We aren't disabled so much as society disables us. We are at an imposed social and, thus, economic disadvantage due to the ignorance that surrounds autism –– ignorance maintained by programmes publicising their "forward-thinking" recognition of the "hidden benefits" of hiring autistic people.


There's nothing hidden about my skills if you care to look. Special hiring programmes don't need to be targeted at me if you care to provide a welcoming application process.

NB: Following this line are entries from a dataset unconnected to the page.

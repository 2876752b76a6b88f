//! Benchmarks for trigger propagation
//!
//! Run with: cargo bench

use criterion::{black_box, criterion_group, criterion_main, BenchmarkId, Criterion, Throughput};
use simflow::graph::steps::{CounterStep, GainStep};
use simflow::graph::{DataObject, DataType, DataValue, Matrix, Network, NullFaultSink};
use std::sync::Arc;
use std::time::Duration;

const DT: Duration = Duration::from_millis(1);

/// counter -> gain -> gain -> ... all on one trigger
fn chain(len: usize) -> (Network, simflow::graph::TriggerId) {
    let mut net = Network::new(Arc::new(NullFaultSink));
    let t = net.create_trigger("bench");
    let mut prev = net.add_step(CounterStep::new()).unwrap();
    net.attach(prev, t).unwrap();
    let mut out = "count";
    for _ in 1..len {
        let next = net.add_step(GainStep::new(1.0001)).unwrap();
        net.attach(next, t).unwrap();
        net.add_connection(prev, out, next, "input").unwrap();
        prev = next;
        out = "output";
    }
    (net, t)
}

/// One step per trigger, each trigger downstream of the previous one
fn trigger_chain(len: usize) -> (Network, simflow::graph::TriggerId) {
    let mut net = Network::new(Arc::new(NullFaultSink));
    let root = net.create_trigger("t0");
    let mut prev = net.add_step(CounterStep::new()).unwrap();
    net.attach(prev, root).unwrap();
    let mut out = "count";
    for i in 1..len {
        let t = net.create_trigger(format!("t{}", i));
        let next = net.add_step(GainStep::new(1.0)).unwrap();
        net.attach(next, t).unwrap();
        net.add_connection(prev, out, next, "input").unwrap();
        prev = next;
        out = "output";
    }
    (net, root)
}

fn bench_listener_chain(c: &mut Criterion) {
    let mut group = c.benchmark_group("listener_chain");

    for size in [1, 10, 100].iter() {
        let (net, t) = chain(*size);
        group.throughput(Throughput::Elements(*size as u64));
        group.bench_with_input(BenchmarkId::new("fire", size), size, |b, _| {
            b.iter(|| black_box(net.fire(t, DT).unwrap()))
        });
    }

    group.finish();
}

fn bench_trigger_wave(c: &mut Criterion) {
    let mut group = c.benchmark_group("trigger_wave");

    for size in [2, 10, 50].iter() {
        let (net, t) = trigger_chain(*size);
        group.throughput(Throughput::Elements(*size as u64));
        group.bench_with_input(BenchmarkId::new("fire", size), size, |b, _| {
            b.iter(|| black_box(net.fire(t, DT).unwrap()))
        });
    }

    group.finish();
}

fn bench_data_object(c: &mut Criterion) {
    let mut group = c.benchmark_group("data_object");

    let scalar = DataObject::new("x", DataType::Scalar, DataValue::Scalar(0.0), None);
    group.bench_function("scalar_write_read", |b| {
        b.iter(|| {
            scalar.write(DataValue::Scalar(black_box(1.5)));
            black_box(scalar.read())
        })
    });

    let matrix = DataObject::new(
        "m",
        DataType::Matrix,
        DataValue::Matrix(Matrix::zeros(16, 16)),
        None,
    );
    group.bench_function("matrix_16x16_read", |b| b.iter(|| black_box(matrix.read())));

    group.finish();
}

criterion_group!(
    benches,
    bench_listener_chain,
    bench_trigger_wave,
    bench_data_object
);
criterion_main!(benches);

Rather than targeting a very specific type of autistic persona for the positive PR of a company, I'd like to see actual changes in the workplace that encourage people to apply for jobs there. Things like:

  • training for managers;

  • efforts to reduce sensory triggers, with things levels of lighting, heating, noise, and so on;

  • mentors and individual support for navigating company politics and unwritten rules;

  • slow transition into different and increasing workloads;

  • a personal workstation rather than hot-desking;

  • an actual relaxation space that cannot be used as an emergency meeting room;

  • flexible, paid time off;

  • subsidised therapy; and

  • control over working hours and breaks.

This doesn't just benefit the fully diagnosed, "out and proud" autistic people, such as myself. It helps those who haven't been diagnosed (notably, other female autists), those who don't want to advertise their autism, and those who don't have the confidence to ask for change or don't know what to ask for.


Making issues faced by autistic people a collective rather than individual focus makes it easier for people to receive the support they need without having to specify that they're autistic.


More than this, a workplace that is autism-friendly is employee-friendly because it recognises diversity, and thus has the potential to benefit all who work there with inclusivity.





References:


Ambitious about Autism. Employment. https://www.ambitiousaboutautism.org.uk/what-we-do/employment


Bryan.S (2018). I'm autistic, and I don't support the Microsoft Autistic Hiring Program: Why you shouldn't either. Medium. https://medium.com/s/for-the-record/im-autistic-and-i-don-t-support-the-microsoft-autistic-hiring-program-and-you-shouldn-t-either-d4e5ac576dc7


Genius Within. What is neurodiversity? https://www.geniuswithin.org/what-is-neurodiversity/


National Autistic Society (2021). Autism at work programme. https://www.autism.org.uk/what-we-do/employment/autism-work-programme


National Autistic Society (2021). The history of autism. https://www.autism.org.uk/advice-and-guidance/what-is-autism/the-history-of-autism#:~:text=A%20survey%20by%20the%20Office,profiles%20on%20the%20autism%20spectrum.


Warnick, J. (2016). Unique Microsoft hiring program opens more doors to people with autism. Microsoft Story Labs. https://news.microsoft.com/stories/people/kyle-schwaneke.html


Wilson, B. (2020). 7 companies that hire autistic adults. DAIVERGENT. https://daivergent.com/blog/companies-that-hire-autistic-adults


World Health Organization (2021). Autism spectrum disorders. https://www.who.int/news-room/fact-sheets/detail/autism-spectrum-disorders




Disclaimer: I don't include or take seriously any references from Autism Speaks, because this organisation consistently pushes an agenda that is offensive and harmful to autistic people through various means. This includes (and is not limited to) creating commercials claiming that autism destroys relationships, backing the debunked vaccine myth, and supporting treatments such as electric shock therapy for autistic children. The organisation claims to be supportive whilst strongly pushing for a cure rather than helping people manage their symptoms and, in the meantime, advocates efforts to force autistic people to behave "normally" to the detriment of the autistic person.